And we're actually just staring at our hands for four to five or six hours a day.
I basically believe it.
I mean, it's as absurd as what's actually going on in the world right now.
It's not much different in terms of the actual impact that it has.
Well, staring at your hand might actually be better
because if you stared at your hand,
you wouldn't have all the social anxiety
that particularly kids have.
Jonathan Haidt's book,
The Coddling of the American Mind,
paints a particularly disturbing portrait of young girls
and the pressure that young girls deal with
because of social media and online bullying
and then
comparison comparison comparison to each other and then the use of filters and all these different
things that that paint this very unrealistic depiction of what a person looks like and that's
what everyone aspires to and how many girls are self-harming, how many girls are committing suicide, and
that this massive uptick in depression and medication and all these different things
that show this psychologically damaging aspect of these devices and social media.
Yeah, so I know John well.
He's also at NYU where I teach, and I know his work.
We've talked quite a lot about these issues.
I think that people always say, what's the biggest problem with these screens?
And I think for me, it is this experience for teenage girls in particular of spending
colossal amounts of time looking at, as you say, Instagram filters, influencers being
bullied online, the effect it's having on
depression rates, anxiety, and even rising suicide. I know you, I think you have a daughter,
is that right? I have three daughters. You have three daughters. Yeah. So I have one daughter
and a son. They're very young still. But I think a lot about these issues and how I,
you know, what do I want to do to try to encourage them not to be in this position as they grow up.
And that to me is the biggest concern.
I think John is right to focus on those issues.
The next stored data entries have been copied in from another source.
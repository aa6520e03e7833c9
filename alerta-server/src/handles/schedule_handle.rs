use std::sync::Arc;

use alerta_api::*;
use axum::extract::{Path, State};
use axum::http::StatusCode;
use axum::routing::{get, put};
use axum::{Json, Router};
use sqlx::types::Json as SqlJson;
use time::OffsetDateTime;

use crate::errors::{ApiError, ScheduleError};
use crate::models::{ClockTime, Schedule};
use crate::repositories::ScheduleRepository;
use crate::services::DeviceRegistry;

#[derive(Clone)]
pub struct ScheduleState {
    pub registry: Arc<DeviceRegistry>,
    pub schedule_repository: Arc<ScheduleRepository>,
}

pub fn schedule_router(schedule_state: ScheduleState) -> Router {
    Router::new()
        .route(
            "/esp/:mac/owners/:uid/schedules",
            get(get_schedules).post(create_schedule),
        )
        .route(
            "/esp/:mac/owners/:uid/schedules/:schedule_id",
            put(update_schedule).delete(delete_schedule),
        )
        .with_state(schedule_state)
}

/// Rejects impossible clock times and returns the weekdays sorted and
/// without repeats.
fn validate(body: &ScheduleRequest) -> Result<Vec<u8>, ScheduleError> {
    ClockTime::new(body.start_hour, body.start_minute).ok_or(ScheduleError::InvalidClockTime)?;
    ClockTime::new(body.end_hour, body.end_minute).ok_or(ScheduleError::InvalidClockTime)?;

    if body.weekdays.iter().any(|day| *day > 6) {
        return Err(ScheduleError::InvalidWeekday);
    }

    let mut weekdays = body.weekdays.clone();
    weekdays.sort_unstable();
    weekdays.dedup();

    Ok(weekdays)
}

fn schedule_response(schedule: Schedule) -> ScheduleResponse {
    ScheduleResponse {
        id: schedule.id,
        device_id: schedule.device_id,
        user_id: schedule.user_id,
        start_hour: schedule.start_hour,
        start_minute: schedule.start_minute,
        end_hour: schedule.end_hour,
        end_minute: schedule.end_minute,
        weekdays: schedule.weekdays.0,
        enabled: schedule.enabled,
        created_at: schedule.created_at,
    }
}

/// Loads a schedule and checks it belongs to the (device, owner) pair.
async fn find_owned(
    state: &ScheduleState,
    device_id: &str,
    uid: &str,
    schedule_id: i64,
) -> Result<Schedule, ApiError> {
    let schedule = state
        .schedule_repository
        .find_by_id(schedule_id)
        .await?
        .filter(|schedule| schedule.device_id == device_id && schedule.user_id == uid)
        .ok_or(ScheduleError::ScheduleNotFound)?;

    Ok(schedule)
}

#[utoipa::path(
    get,
    path = "/esp/{mac}/owners/{uid}/schedules",
    tag = "schedule",
    params(
        ("mac" = String, Path, description = "Device hardware address"),
        ("uid" = String, Path, description = "Owner ID")
    ),
    responses(
        (status = 200, description = "Schedules of the pair", body = Vec<ScheduleResponse>),
        (status = 404, description = "Owner is not linked to the device"),
        (status = 500, description = "Internal server error")
    )
)]
pub async fn get_schedules(
    State(state): State<ScheduleState>,
    Path((mac, uid)): Path<(String, String)>,
) -> Result<Json<Vec<ScheduleResponse>>, ApiError> {
    let device_id = state.registry.ensure_linked(&mac, &uid).await?;

    let schedules = state
        .schedule_repository
        .find_by_owner(&device_id, &uid)
        .await?
        .into_iter()
        .map(schedule_response)
        .collect();

    Ok(Json(schedules))
}

#[utoipa::path(
    post,
    path = "/esp/{mac}/owners/{uid}/schedules",
    tag = "schedule",
    params(
        ("mac" = String, Path, description = "Device hardware address"),
        ("uid" = String, Path, description = "Owner ID")
    ),
    request_body = ScheduleRequest,
    responses(
        (status = 201, description = "Schedule created", body = ScheduleResponse),
        (status = 400, description = "Invalid clock time or weekday"),
        (status = 404, description = "Owner is not linked to the device"),
        (status = 500, description = "Internal server error")
    )
)]
pub async fn create_schedule(
    State(state): State<ScheduleState>,
    Path((mac, uid)): Path<(String, String)>,
    Json(body): Json<ScheduleRequest>,
) -> Result<(StatusCode, Json<ScheduleResponse>), ApiError> {
    let weekdays = validate(&body)?;
    let device_id = state.registry.ensure_linked(&mac, &uid).await?;

    let schedule = Schedule {
        id: 0,
        device_id,
        user_id: uid,
        start_hour: body.start_hour,
        start_minute: body.start_minute,
        end_hour: body.end_hour,
        end_minute: body.end_minute,
        weekdays: SqlJson(weekdays),
        enabled: body.enabled,
        created_at: OffsetDateTime::now_utc(),
    };

    let mut tx = state.schedule_repository.get_pool().begin().await?;
    let schedule_id = state.schedule_repository.create(&schedule, &mut tx).await?;
    tx.commit().await?;

    let created = state
        .schedule_repository
        .find_by_id(schedule_id)
        .await?
        .ok_or(ScheduleError::ScheduleNotFound)?;

    Ok((StatusCode::CREATED, Json(schedule_response(created))))
}

#[utoipa::path(
    put,
    path = "/esp/{mac}/owners/{uid}/schedules/{schedule_id}",
    tag = "schedule",
    params(
        ("mac" = String, Path, description = "Device hardware address"),
        ("uid" = String, Path, description = "Owner ID"),
        ("schedule_id" = i64, Path, description = "Schedule ID")
    ),
    request_body = ScheduleRequest,
    responses(
        (status = 200, description = "Schedule replaced", body = ScheduleResponse),
        (status = 400, description = "Invalid clock time or weekday"),
        (status = 404, description = "Owner not linked or schedule not found"),
        (status = 500, description = "Internal server error")
    )
)]
pub async fn update_schedule(
    State(state): State<ScheduleState>,
    Path((mac, uid, schedule_id)): Path<(String, String, i64)>,
    Json(body): Json<ScheduleRequest>,
) -> Result<Json<ScheduleResponse>, ApiError> {
    let weekdays = validate(&body)?;
    let device_id = state.registry.ensure_linked(&mac, &uid).await?;

    let mut schedule = find_owned(&state, &device_id, &uid, schedule_id).await?;
    schedule.start_hour = body.start_hour;
    schedule.start_minute = body.start_minute;
    schedule.end_hour = body.end_hour;
    schedule.end_minute = body.end_minute;
    schedule.weekdays = SqlJson(weekdays);
    schedule.enabled = body.enabled;

    let mut tx = state.schedule_repository.get_pool().begin().await?;
    state
        .schedule_repository
        .update(schedule_id, &schedule, &mut tx)
        .await?;
    tx.commit().await?;

    Ok(Json(schedule_response(schedule)))
}

#[utoipa::path(
    delete,
    path = "/esp/{mac}/owners/{uid}/schedules/{schedule_id}",
    tag = "schedule",
    params(
        ("mac" = String, Path, description = "Device hardware address"),
        ("uid" = String, Path, description = "Owner ID"),
        ("schedule_id" = i64, Path, description = "Schedule ID")
    ),
    responses(
        (status = 204, description = "Schedule deleted"),
        (status = 404, description = "Owner not linked or schedule not found"),
        (status = 500, description = "Internal server error")
    )
)]
pub async fn delete_schedule(
    State(state): State<ScheduleState>,
    Path((mac, uid, schedule_id)): Path<(String, String, i64)>,
) -> Result<StatusCode, ApiError> {
    let device_id = state.registry.ensure_linked(&mac, &uid).await?;
    find_owned(&state, &device_id, &uid, schedule_id).await?;

    let mut tx = state.schedule_repository.get_pool().begin().await?;
    state.schedule_repository.delete(schedule_id, &mut tx).await?;
    tx.commit().await?;

    Ok(StatusCode::NO_CONTENT)
}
I think getting them involved in physical activities that don't involve cell phones is important too.
One of my daughters is really into gymnastics and the other one is into basketball.
And to get them
into things that are physical that they they have to do like you have to you have to do a tat there's
a thing that you have to do physically and then you get yeah yeah yeah i think i think physical
activity is huge you know just exposing them to the things that are so hard to be exposed to
naturally today so they'll all end up finding, but what they won't end up finding is, you know, hikes, team sports, all that sort of stuff. I think I agree with you.
That's, that's, it doesn't have to be a team sport, but just using your body physically.
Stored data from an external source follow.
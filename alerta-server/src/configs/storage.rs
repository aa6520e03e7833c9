use std::path::Path;

use sqlx::migrate::Migrator;
use sqlx::sqlite::{SqliteConnectOptions, SqlitePoolOptions};
use sqlx::{Error, SqlitePool};

use crate::configs::schema::SchemaManager;
use crate::configs::settings::Database;

#[derive(Clone)]
pub struct Storage {
    pool: SqlitePool,
}

impl Storage {
    pub async fn new(database: Database, schema_manager: SchemaManager) -> Result<Self, Error> {
        // Cascading deletes of schedules and events rely on foreign keys
        let options = database
            .url
            .parse::<SqliteConnectOptions>()?
            .create_if_missing(true)
            .foreign_keys(true);

        let pool = SqlitePoolOptions::new()
            .min_connections(1) // in memory db might drop connection when 0
            .max_connections(10)
            .connect_with(options)
            .await?;

        Self::create_schema(&pool, &schema_manager, &database).await?;

        Ok(Self { pool })
    }

    pub fn get_pool(&self) -> &SqlitePool {
        &self.pool
    }

    async fn create_schema(pool: &SqlitePool, schema: &SchemaManager, database: &Database) -> Result<(), Error> {
        if database.clean_start {
            let dispose_statements = schema.dispose_schema();
            let create_statements = schema.create_schema();
            let statements = [&dispose_statements[..], &create_statements[..]].concat();

            // Clean migration history
            sqlx::query("DROP TABLE IF EXISTS _sqlx_migrations")
                .execute(pool)
                .await?;

            // Recreate all schema
            sqlx::raw_sql(&statements.join("\n"))
                .execute(pool)
                .await?;

            tracing::warn!("perform a clean boot: clean and recreate schema");
        } else {
            sqlx::raw_sql(&schema.create_schema().join("\n"))
                .execute(pool)
                .await?;
        }

        if let Some(migration_path) = database.migration_path.clone() {
            let mut pool_connection = pool.acquire().await?;
            let migrator = Migrator::new(Path::new(&migration_path)).await?;
            migrator.run(&mut pool_connection).await?;

            tracing::info!("database migration success");
        }

        Ok(())
    }
}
I take my kids, as I said, they're really young, but I take them to this, there's a little park.
Well, it's quite a big park. It's like a national park around by the water. And so
they see the ocean and they see a little beach and they see trees and they climb on logs and all
that stuff. The stuff that I used to do as a kid that was very natural in the 80s, that's just not
available in the same way that they're now. And that's very purposeful. I mean, I think you've
got to be a bit retro in the kinds of things you expose people to when they're young.
Well, that's what's weird about raising kids today is that there's not a bunch of past generations that can tell you how to train your kids in a world of immersive technology.
You're really kind of on your own.
Like I grew up without the Internet.
The Internet came around when I was an adult.
I grew up without the Internet.
The Internet came around when I was an adult,
and I sort of have learned to cope with it,
but I at least had the foundation of growing and getting through high school
and all the formative years without it.
And kids don't have that today,
and parents don't have the experience
of having their parents tell them,
well, this is where I made mistakes,
and this is where you've got to be careful with these devices. That doesn't really, there's no precedent that's been
set. There isn't. We're the first generation of parents to have to deal with this. And that makes
it especially tricky. You know, there's no common wisdom. Older adults certainly have no idea how
to counsel us on this. And I think that does make it extremely tricky. We're all flying by the seat of our pants, which is why I think focusing on this issue is really important.
So, you know, there are areas of this, as we've said, that you can't really touch. Like, I think
tech companies are going to keep making billions of dollars. There's a continued arms race. That's
not going to change. They're all going to push as hard as possible to extract every spare minute.
But the other side of this is, I think, the much more human side,
which is how do you help your kids stay out of trouble on screens?
How do you prevent bullying?
How do you prevent them from being overwhelmed by the kinds of anxieties
that are much more common on screens than they were in the pre-screen era?
And that stuff, I think, is where we, people who write about this
and think about it, can make real inroads.
And that seems really important. I think there's no more important enterprise around this subject than
learning how to be parents and learning how to help kids grow up in this world that's become
really full of this kind of new minefield that didn't exist before what has changed for you
from studying this and writing this book what has changed with the way you interface with technology?
And what steps have you gone through to alleviate some of these problems in your own life?
The biggest thing for me is really just very basic analog interventions.
So what I mean by that is physical distance and time are the biggest things.
So I track my time and how much I use my screen. And I make sure that I have certain parts of the
day where I religiously and consistently don't have a phone nearby. If I have a phone within reach,
I'm going to be thinking about it all the time. There's no way around that. And I'll probably
reach for it. So I did that experiment where you try to sort of get a sense of how much time during
the day can you reach your phone without having to move your feet? The answer for me was pretty
much the whole day. I was by my bedside. It was wherever I was, it was there. So one of the things
I've done is we have a little box near our kitchen where we have our dining table. We put our phones there
when we're having dinner. So there are never phones around physically when we're having dinner.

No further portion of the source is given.